INFORMATION SHOWN section start

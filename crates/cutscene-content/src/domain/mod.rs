//! Script content domain.

pub mod builtin;
pub mod commands;
pub mod document;
//! Deterministic `Clock` implementation for tests.

use chrono::{DateTime, Utc};
use cutscene_core::clock::Clock;

/// A clock that always returns a fixed point in time.
#[derive(Debug, Clone, Copy)]
pub struct FixedClock(pub DateTime<Utc>);

impl Clock for FixedClock {
    fn now(&self) -> DateTime<Utc> {
        self.0
    }
}
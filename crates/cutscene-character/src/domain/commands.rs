//! Commands for character selection.

use cutscene_core::command::Command;
use uuid::Uuid;

/// Command to select a character from the roster.
#[derive(Debug, Clone)]
pub struct SelectCharacter {
    /// The correlation ID for tracing.
    pub correlation_id: Uuid,
    /// Roster index of the character.
    pub index: u8,
}

impl Command for SelectCharacter {
    fn command_type(&self) -> &'static str {
        "character.select"
    }

    fn correlation_id(&self) -> Uuid {
        self.correlation_id
    }
}

/// Command to clear the current selection, keeping the saved record.
#[derive(Debug, Clone)]
pub struct ResetSelection {
    /// The correlation ID for tracing.
    pub correlation_id: Uuid,
}

impl Command for ResetSelection {
    fn command_type(&self) -> &'static str {
        "character.reset"
    }

    fn correlation_id(&self) -> Uuid {
        self.correlation_id
    }
}

/// Command to clear the current selection and delete the saved record.
#[derive(Debug, Clone)]
pub struct ForgetSelection {
    /// The correlation ID for tracing.
    pub correlation_id: Uuid,
}

impl Command for ForgetSelection {
    fn command_type(&self) -> &'static str {
        "character.forget"
    }

    fn correlation_id(&self) -> Uuid {
        self.correlation_id
    }
}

INFORMATION SHOWN section end

WHAT IS BEING ASKED — When copying the data above, please keep exactly the lines from its first line through the line with "point in time.", both ends included, and drop the rest.

OUTPUT FOR THIS TASK —
filename crates/cutscene-content/src/domain/mod.rs
//! Script content domain.

pub mod builtin;
pub mod commands;
pub mod document;
//! Deterministic `Clock` implementation for tests.

use chrono::{DateTime, Utc};
use cutscene_core::clock::Clock;

/// A clock that always returns a fixed point in time.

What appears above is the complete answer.